▶ [WORK TO BE COMPLETED]:
Here is the task for the records below: repeat exactly the lines from the one with "are returned as-is." to the one with "data (timestamps, pressure)", both included, and nothing else.

Stored items
----------
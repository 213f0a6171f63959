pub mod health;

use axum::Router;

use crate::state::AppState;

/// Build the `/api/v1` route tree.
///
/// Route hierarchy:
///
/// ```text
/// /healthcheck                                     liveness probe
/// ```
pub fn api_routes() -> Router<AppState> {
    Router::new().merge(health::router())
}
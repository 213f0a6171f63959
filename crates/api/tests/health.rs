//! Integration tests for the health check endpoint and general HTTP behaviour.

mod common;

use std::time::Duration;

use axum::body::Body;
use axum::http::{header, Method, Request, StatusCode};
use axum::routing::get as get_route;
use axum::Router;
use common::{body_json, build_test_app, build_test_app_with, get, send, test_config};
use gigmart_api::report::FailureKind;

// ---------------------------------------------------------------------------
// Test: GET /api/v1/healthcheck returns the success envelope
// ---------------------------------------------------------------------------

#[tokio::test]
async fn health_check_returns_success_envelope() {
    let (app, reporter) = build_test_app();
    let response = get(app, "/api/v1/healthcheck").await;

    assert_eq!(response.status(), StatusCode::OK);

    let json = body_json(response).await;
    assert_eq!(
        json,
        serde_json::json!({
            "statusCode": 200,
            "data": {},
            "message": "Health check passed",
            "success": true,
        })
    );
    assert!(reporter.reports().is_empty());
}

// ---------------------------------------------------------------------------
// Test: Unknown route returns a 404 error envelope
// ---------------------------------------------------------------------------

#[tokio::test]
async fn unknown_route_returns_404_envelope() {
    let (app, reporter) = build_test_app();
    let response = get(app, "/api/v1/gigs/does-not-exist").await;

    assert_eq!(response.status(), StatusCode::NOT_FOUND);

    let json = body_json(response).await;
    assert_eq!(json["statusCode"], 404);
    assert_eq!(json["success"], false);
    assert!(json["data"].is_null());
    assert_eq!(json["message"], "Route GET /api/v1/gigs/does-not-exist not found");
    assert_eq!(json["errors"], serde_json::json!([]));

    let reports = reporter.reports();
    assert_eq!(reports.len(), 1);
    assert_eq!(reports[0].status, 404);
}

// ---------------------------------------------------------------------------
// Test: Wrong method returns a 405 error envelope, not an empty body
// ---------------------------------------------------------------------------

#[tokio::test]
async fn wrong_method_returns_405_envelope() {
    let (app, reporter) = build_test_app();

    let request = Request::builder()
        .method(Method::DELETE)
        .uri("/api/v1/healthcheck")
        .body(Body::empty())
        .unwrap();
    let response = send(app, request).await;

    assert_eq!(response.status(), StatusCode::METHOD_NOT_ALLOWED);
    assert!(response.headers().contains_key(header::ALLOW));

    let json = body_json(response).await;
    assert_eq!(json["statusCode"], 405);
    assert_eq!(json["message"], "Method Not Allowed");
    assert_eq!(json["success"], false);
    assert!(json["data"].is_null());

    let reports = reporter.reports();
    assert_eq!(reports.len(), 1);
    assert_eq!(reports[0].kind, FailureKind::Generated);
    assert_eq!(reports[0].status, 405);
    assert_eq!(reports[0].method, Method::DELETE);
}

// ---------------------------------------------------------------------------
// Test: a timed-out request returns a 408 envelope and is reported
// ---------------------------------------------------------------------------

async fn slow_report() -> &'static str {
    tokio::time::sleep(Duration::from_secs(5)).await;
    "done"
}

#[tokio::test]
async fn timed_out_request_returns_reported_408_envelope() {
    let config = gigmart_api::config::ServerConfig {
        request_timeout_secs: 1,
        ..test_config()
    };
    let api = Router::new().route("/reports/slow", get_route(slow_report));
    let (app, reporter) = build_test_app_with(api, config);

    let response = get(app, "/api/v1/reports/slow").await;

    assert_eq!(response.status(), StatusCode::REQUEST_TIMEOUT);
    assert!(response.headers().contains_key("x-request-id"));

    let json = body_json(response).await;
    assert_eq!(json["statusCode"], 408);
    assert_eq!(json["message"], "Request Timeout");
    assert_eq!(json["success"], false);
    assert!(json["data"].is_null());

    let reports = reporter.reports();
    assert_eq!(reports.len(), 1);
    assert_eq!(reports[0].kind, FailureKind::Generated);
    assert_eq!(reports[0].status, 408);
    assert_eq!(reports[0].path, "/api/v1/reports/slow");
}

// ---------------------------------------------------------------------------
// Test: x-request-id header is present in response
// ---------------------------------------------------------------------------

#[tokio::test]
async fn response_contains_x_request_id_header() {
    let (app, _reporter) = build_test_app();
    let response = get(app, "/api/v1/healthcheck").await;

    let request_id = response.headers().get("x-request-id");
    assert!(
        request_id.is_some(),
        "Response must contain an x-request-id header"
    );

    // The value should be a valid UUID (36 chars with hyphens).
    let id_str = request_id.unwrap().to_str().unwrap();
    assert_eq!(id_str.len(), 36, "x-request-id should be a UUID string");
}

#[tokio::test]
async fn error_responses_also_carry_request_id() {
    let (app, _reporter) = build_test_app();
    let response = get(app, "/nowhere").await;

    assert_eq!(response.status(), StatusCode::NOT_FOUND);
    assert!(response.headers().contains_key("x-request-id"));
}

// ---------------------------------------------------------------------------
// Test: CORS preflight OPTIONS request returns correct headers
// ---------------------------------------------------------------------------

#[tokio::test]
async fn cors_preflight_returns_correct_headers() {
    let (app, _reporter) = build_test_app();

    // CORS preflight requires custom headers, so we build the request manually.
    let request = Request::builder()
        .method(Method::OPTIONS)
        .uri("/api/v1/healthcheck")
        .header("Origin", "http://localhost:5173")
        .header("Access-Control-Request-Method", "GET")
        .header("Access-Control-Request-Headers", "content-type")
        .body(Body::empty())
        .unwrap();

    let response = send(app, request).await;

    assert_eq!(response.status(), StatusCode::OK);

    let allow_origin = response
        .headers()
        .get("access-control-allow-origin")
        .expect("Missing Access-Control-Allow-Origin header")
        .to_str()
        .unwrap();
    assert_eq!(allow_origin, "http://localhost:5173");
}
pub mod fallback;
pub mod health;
----------
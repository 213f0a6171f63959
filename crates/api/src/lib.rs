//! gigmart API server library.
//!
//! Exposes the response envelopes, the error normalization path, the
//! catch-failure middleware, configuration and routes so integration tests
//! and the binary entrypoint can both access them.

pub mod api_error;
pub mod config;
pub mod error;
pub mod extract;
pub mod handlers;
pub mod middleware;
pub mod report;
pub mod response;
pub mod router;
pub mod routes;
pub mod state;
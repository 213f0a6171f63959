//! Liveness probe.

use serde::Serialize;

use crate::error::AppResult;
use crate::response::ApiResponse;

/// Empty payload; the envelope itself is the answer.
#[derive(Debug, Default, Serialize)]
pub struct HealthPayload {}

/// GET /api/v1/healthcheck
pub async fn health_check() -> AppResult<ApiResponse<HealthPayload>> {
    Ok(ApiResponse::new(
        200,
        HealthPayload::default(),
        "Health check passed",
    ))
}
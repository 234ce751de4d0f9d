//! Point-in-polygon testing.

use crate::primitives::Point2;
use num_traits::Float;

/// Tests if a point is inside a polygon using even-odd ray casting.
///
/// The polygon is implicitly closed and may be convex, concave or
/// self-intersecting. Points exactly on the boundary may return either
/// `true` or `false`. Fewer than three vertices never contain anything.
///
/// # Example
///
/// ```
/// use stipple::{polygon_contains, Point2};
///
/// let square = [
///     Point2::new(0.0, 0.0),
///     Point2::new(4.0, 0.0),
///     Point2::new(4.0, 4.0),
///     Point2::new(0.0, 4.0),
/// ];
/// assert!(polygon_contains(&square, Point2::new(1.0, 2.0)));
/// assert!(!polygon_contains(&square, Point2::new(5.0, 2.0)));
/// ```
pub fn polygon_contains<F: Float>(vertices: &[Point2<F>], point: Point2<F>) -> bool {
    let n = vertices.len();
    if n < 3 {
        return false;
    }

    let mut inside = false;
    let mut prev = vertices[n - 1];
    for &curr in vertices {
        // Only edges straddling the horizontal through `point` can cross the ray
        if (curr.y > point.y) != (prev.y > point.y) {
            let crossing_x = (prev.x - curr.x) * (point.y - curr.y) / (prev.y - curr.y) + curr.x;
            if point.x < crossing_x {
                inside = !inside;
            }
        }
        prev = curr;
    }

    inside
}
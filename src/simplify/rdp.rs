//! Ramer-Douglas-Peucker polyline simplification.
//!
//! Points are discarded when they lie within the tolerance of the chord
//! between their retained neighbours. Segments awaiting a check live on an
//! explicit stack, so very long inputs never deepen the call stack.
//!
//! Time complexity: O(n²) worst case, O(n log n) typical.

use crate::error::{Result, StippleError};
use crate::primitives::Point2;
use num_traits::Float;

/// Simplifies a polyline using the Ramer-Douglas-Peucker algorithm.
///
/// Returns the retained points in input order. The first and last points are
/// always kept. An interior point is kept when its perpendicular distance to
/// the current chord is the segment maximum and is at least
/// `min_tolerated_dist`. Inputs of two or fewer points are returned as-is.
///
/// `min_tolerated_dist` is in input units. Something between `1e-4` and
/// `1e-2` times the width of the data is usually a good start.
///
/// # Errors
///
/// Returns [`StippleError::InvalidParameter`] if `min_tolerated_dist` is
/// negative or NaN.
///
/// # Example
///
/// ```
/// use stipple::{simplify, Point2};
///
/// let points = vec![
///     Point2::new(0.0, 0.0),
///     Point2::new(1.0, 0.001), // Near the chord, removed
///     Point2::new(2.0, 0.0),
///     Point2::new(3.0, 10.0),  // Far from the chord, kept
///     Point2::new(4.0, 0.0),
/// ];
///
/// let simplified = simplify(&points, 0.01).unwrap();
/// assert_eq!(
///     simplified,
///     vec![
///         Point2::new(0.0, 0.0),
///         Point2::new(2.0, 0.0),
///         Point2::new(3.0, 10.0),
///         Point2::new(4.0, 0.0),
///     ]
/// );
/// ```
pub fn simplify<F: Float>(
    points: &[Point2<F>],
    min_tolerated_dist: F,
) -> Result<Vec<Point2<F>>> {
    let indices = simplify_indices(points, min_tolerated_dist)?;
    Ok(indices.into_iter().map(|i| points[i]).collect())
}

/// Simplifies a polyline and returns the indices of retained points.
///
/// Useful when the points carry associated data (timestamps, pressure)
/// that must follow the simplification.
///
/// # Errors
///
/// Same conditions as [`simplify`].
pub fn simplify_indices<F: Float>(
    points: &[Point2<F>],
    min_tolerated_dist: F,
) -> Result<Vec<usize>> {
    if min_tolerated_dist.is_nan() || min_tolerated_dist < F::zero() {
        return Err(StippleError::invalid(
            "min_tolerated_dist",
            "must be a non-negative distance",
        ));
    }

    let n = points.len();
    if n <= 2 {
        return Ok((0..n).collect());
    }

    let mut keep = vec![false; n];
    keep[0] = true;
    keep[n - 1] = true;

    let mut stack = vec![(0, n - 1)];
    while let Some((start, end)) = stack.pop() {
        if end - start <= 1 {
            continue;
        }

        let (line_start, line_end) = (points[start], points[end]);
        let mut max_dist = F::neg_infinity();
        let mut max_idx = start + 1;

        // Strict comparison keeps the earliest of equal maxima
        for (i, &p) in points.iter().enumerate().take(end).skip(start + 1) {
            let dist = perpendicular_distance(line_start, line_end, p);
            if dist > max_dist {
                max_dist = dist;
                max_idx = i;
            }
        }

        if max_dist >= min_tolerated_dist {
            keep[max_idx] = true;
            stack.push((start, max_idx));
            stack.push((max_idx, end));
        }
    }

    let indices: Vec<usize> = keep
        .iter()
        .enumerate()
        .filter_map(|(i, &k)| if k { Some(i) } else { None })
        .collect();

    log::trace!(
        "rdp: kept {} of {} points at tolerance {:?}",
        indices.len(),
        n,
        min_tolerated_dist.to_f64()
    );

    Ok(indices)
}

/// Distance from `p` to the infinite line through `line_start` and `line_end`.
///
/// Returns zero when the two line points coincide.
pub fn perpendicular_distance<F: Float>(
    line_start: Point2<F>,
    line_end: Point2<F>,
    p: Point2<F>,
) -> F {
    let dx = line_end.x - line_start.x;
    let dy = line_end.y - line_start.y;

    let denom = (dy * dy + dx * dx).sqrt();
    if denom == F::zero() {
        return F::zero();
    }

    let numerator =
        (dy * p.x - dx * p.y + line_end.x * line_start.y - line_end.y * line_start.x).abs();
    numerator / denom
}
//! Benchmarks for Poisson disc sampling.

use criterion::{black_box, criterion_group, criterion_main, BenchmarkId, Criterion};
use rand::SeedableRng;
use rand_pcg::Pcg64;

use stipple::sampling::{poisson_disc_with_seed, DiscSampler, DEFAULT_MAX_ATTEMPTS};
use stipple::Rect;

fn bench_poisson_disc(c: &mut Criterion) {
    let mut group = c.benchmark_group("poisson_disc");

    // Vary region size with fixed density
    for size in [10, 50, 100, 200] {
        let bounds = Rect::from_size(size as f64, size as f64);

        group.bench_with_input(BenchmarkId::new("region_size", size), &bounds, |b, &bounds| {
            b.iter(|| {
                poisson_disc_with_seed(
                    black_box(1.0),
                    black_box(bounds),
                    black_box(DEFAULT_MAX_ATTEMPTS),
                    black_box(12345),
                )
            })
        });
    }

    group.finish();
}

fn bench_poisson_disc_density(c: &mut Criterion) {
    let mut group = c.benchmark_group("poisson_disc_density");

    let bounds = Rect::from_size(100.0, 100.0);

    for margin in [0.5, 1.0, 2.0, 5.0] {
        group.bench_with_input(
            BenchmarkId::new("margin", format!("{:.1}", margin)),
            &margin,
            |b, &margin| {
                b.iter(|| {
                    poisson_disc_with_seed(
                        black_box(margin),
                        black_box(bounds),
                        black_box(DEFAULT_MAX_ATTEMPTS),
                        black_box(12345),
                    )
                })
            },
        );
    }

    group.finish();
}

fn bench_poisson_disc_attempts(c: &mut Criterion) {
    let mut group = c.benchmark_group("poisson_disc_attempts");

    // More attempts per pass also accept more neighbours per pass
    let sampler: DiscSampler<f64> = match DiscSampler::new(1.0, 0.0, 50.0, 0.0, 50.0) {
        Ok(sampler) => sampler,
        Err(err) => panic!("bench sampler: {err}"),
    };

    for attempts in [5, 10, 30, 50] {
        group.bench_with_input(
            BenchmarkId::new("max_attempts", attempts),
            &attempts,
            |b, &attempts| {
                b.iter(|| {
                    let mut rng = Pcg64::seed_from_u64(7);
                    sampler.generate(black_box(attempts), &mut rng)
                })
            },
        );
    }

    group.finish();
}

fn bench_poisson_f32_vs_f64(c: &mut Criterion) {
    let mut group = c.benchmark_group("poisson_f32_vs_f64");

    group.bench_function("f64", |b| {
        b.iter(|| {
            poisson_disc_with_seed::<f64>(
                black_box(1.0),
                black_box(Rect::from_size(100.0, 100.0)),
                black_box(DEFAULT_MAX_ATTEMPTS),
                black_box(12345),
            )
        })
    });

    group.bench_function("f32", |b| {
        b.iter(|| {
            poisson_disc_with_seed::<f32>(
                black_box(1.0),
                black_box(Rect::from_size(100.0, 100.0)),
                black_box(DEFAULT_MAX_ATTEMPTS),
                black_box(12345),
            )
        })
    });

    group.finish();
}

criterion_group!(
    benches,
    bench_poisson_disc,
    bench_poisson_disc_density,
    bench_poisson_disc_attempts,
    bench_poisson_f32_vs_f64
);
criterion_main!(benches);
----------
▶ [TASK ANSWER]:
/// `min_tolerated_dist`. Inputs of two or fewer points are returned as-is.
///
/// `min_tolerated_dist` is in input units. Something between `1e-4` and
/// `1e-2` times the width of the data is usually a good start.
///
/// # Errors
///
/// Returns [`StippleError::InvalidParameter`] if `min_tolerated_dist` is
/// negative or NaN.
///
/// # Example
///
/// ```
/// use stipple::{simplify, Point2};
///
/// let points = vec![
///     Point2::new(0.0, 0.0),
///     Point2::new(1.0, 0.001), // Near the chord, removed
///     Point2::new(2.0, 0.0),
///     Point2::new(3.0, 10.0),  // Far from the chord, kept
///     Point2::new(4.0, 0.0),
/// ];
///
/// let simplified = simplify(&points, 0.01).unwrap();
/// assert_eq!(
///     simplified,
///     vec![
///         Point2::new(0.0, 0.0),
///         Point2::new(2.0, 0.0),
///         Point2::new(3.0, 10.0),
///         Point2::new(4.0, 0.0),
///     ]
/// );
/// ```
pub fn simplify<F: Float>(
    points: &[Point2<F>],
    min_tolerated_dist: F,
) -> Result<Vec<Point2<F>>> {
    let indices = simplify_indices(points, min_tolerated_dist)?;
    Ok(indices.into_iter().map(|i| points[i]).collect())
}

/// Simplifies a polyline and returns the indices of retained points.
///
/// Useful when the points carry associated data (timestamps, pressure)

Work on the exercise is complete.